Starring: Ellen Page, Michael Cera, JK Simmons, Allison Janney, Jennifer Garner, Jason Bateman, Olivia Thirlby

Directed by: Jason Reitman

Rating: 1 2 3 4


On paper, Juno really isn't my kind of film.

Precocious teen Juno MacGuff (Ellen Page) gets up the duff when she sleeps with her best friend Paulie because she's bored. Sharp as a tack and smart as a mod in a pinstripe suit, you'd think she'd have more sense, but apparently not. After toying briefly with the A word, she decides instead to give the baby up for adoption, to a wealthy, neurotic yuppie couple she finds advertising in the wanted pages of the local paper. But along the way she learns three key lessons in life: firstly, that just because you're cool, it doesn't make you a good person; secondly, that sometimes the best person you know is right under your nose, and thirdly, that if you love someone, you should let them know.

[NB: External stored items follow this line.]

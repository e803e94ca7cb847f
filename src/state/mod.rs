//! State storage: provisioned state records, locking, and backends.

mod local;
mod lock;
mod store;
mod types;

pub use local::LocalStateStore;
pub use lock::{generate_holder_id, LockInfo, LOCK_EXPIRY_SECS};
pub use store::StateStore;
pub use types::{
    DeploymentUnitState, ResourceRecord, RunHistoryEntry, RunStatus, STATE_VERSION,
};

So far so warm and fuzzy. But a superb script from Diablo Cody that crackles with wry wit and gentle cynicism and another outstanding performance from Ellen Page as the mixed-up teen who hides her insecurity beneath a veneer of that world-weary, been-there-done-that, self-assured arrogance that only a sixteen-year-old can boast move Juno into a league of its own. Forget Knocked Up, think Little Miss Sunshine without the dead granddad, or Clueless in Converse and jeans.

Jennifer Garner as Vanessa Loring and Jason Bateman as Mark Loring in Jumo

Spider-Man's JK Simmons and Allison Janney (better known as CJ from West Wing) provide excellent support as Juno's long-suffering father and outspoken but supportive stepmother, and Jennifer Garner's uptight over-zealous earth mother is perfectly counterpoised by Jason Bateman (where did he suddenly spring from again? I thought Teen Wolf Too sounded the death knell of his career back in the '80s) as her laid back musician husband, clinging to his (sonic) youth amid a pile of baby books.

Sure, Juno is a bit too cool for school to be 4 real (the Stooges and Mott the Hoople? How?) and what she sees in dawky Paulie (played by Superbad's supergeek Michael Cera) is a bit of a mystery, but that won't spoil your enjoyment of this delightful, intelligent, genuinely funny film. Balancing smart alec sarcasm with smiley feelgood warmth, Juno is (wait for it) an inconceivably good film.